> [EXERCISE REQUIREMENTS] If a line in the listing below includes the word "Open", pick it out.

> [EXERCISE MATERIAL]
>>>>>

//! Node store gateway: the narrow persistence contract the engine runs on.
//!
//! A [`NodeStore`] hands out [`StoreTransaction`]s bound to one scope. Every
//! read and write goes through the transaction, so nothing a mutation does is
//! visible until [`StoreTransaction::commit`]; dropping or rolling back a
//! transaction discards all of its writes.

use async_trait::async_trait;
use chrono::{DateTime, Utc};

use crate::boundary::Shift;
use crate::error::NestedSetError;
use crate::node::{Boundary, Node, NodeId, NodeSlot, Scope};
use crate::query::NodeFilter;

pub mod memory;
pub mod postgres;

pub use memory::{MemoryStore, MemoryTransaction};
pub use postgres::{PostgresStore, PostgresTransaction};

#[async_trait]
pub trait NodeStore: Send + Sync {
    /// Payload handed to [`StoreTransaction::insert_node`] for a new row.
    type Draft: Send + 'static;
    type Transaction: StoreTransaction<Draft = Self::Draft>;

    /// Open a write transaction holding the scope's serialization lock.
    async fn begin(&self, scope: &Scope) -> Result<Self::Transaction, NestedSetError>;

    /// Open a read transaction; takes no lock.
    async fn begin_read(&self, scope: &Scope) -> Result<Self::Transaction, NestedSetError>;

    /// Every scope that currently holds at least one row.
    async fn scopes(&self) -> Result<Vec<Scope>, NestedSetError>;
}

#[async_trait]
pub trait StoreTransaction: Send {
    type Draft: Send + 'static;

    fn scope(&self) -> &Scope;

    /// Fetch one row, soft-deleted or not.
    ///
    /// Fails with `NotFound` when the id is unknown and `ScopeMismatch` when it
    /// lives in another scope.
    async fn read_node(&mut self, id: NodeId) -> Result<Node, NestedSetError>;

    /// Rows whose interval overlaps `[lft_min, rgt_max]`, soft-deleted rows
    /// included, ordered by `lft`.
    async fn read_range(
        &mut self,
        lft_min: Boundary,
        rgt_max: Boundary,
    ) -> Result<Vec<Node>, NestedSetError>;

    /// Rows matching `filter`, ordered by `lft`.
    async fn select(&mut self, filter: &NodeFilter) -> Result<Vec<Node>, NestedSetError>;

    async fn count(&mut self, filter: &NodeFilter) -> Result<u64, NestedSetError>;

    /// Largest `rgt` in the scope, `0` when empty.
    async fn max_rgt(&mut self) -> Result<Boundary, NestedSetError>;

    /// Most recent soft-delete marker in the scope.
    async fn latest_deletion(&mut self) -> Result<Option<DateTime<Utc>>, NestedSetError>;

    /// Apply one bulk boundary update; returns the number of rows touched.
    async fn shift_boundaries(&mut self, shift: Shift) -> Result<u64, NestedSetError>;

    /// Upsert the structural columns (`parent_id`, `lft`, `rgt`, deletion
    /// marker) of `node`.
    async fn write_node(&mut self, node: &Node) -> Result<(), NestedSetError>;

    /// Insert a new row built from `draft` at `slot`.
    async fn insert_node(
        &mut self,
        draft: Self::Draft,
        slot: NodeSlot,
    ) -> Result<Node, NestedSetError>;

    /// Remove every row whose `lft` lies in `[lft, rgt]`.
    async fn delete_range(&mut self, lft: Boundary, rgt: Boundary)
        -> Result<u64, NestedSetError>;

    async fn delete_node(&mut self, id: NodeId) -> Result<u64, NestedSetError>;

    /// Stamp `marker` on every live row whose `lft` lies in `[lft, rgt]`.
    async fn mark_deleted(
        &mut self,
        lft: Boundary,
        rgt: Boundary,
        marker: DateTime<Utc>,
    ) -> Result<u64, NestedSetError>;

    /// Clear the deletion marker on rows in `[lft, rgt]` stamped with `marker`.
    async fn clear_deleted(
        &mut self,
        lft: Boundary,
        rgt: Boundary,
        marker: DateTime<Utc>,
    ) -> Result<u64, NestedSetError>;

    async fn commit(self) -> Result<(), NestedSetError>;

    async fn rollback(self) -> Result<(), NestedSetError>;
}
fn parse_sea_orm_table_name(attr: &Attribute) -> syn::Result<Option<String>> {
    let mut table_name: Option<String> = None;
    attr.parse_nested_meta(|meta| {
        if meta.path.is_ident("table_name") {
            let value: syn::LitStr = meta.value()?.parse()?;
            table_name = Some(value.value());
        } else if meta.input.peek(syn::Token![=]) {
            // Other `key = value` options (schema_name, comment, ...).
            let _: syn::Expr = meta.value()?.parse()?;
        }
        Ok(())
    })?;
    Ok(table_name)
}

fn to_pascal_case(value: &str) -> String {
    value
        .split('_')
        .filter(|segment| !segment.is_empty())
        .map(|segment| {
            let mut chars = segment.chars();
            match chars.next() {
                Some(first) => first.to_ascii_uppercase().to_string() + chars.as_str(),
                None => String::new(),
            }
        })
        .collect()
}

<<<<<

> [ANSWER TO THIS TASK]
    /// Open a write transaction holding the scope's serialization lock.
    /// Open a read transaction; takes no lock.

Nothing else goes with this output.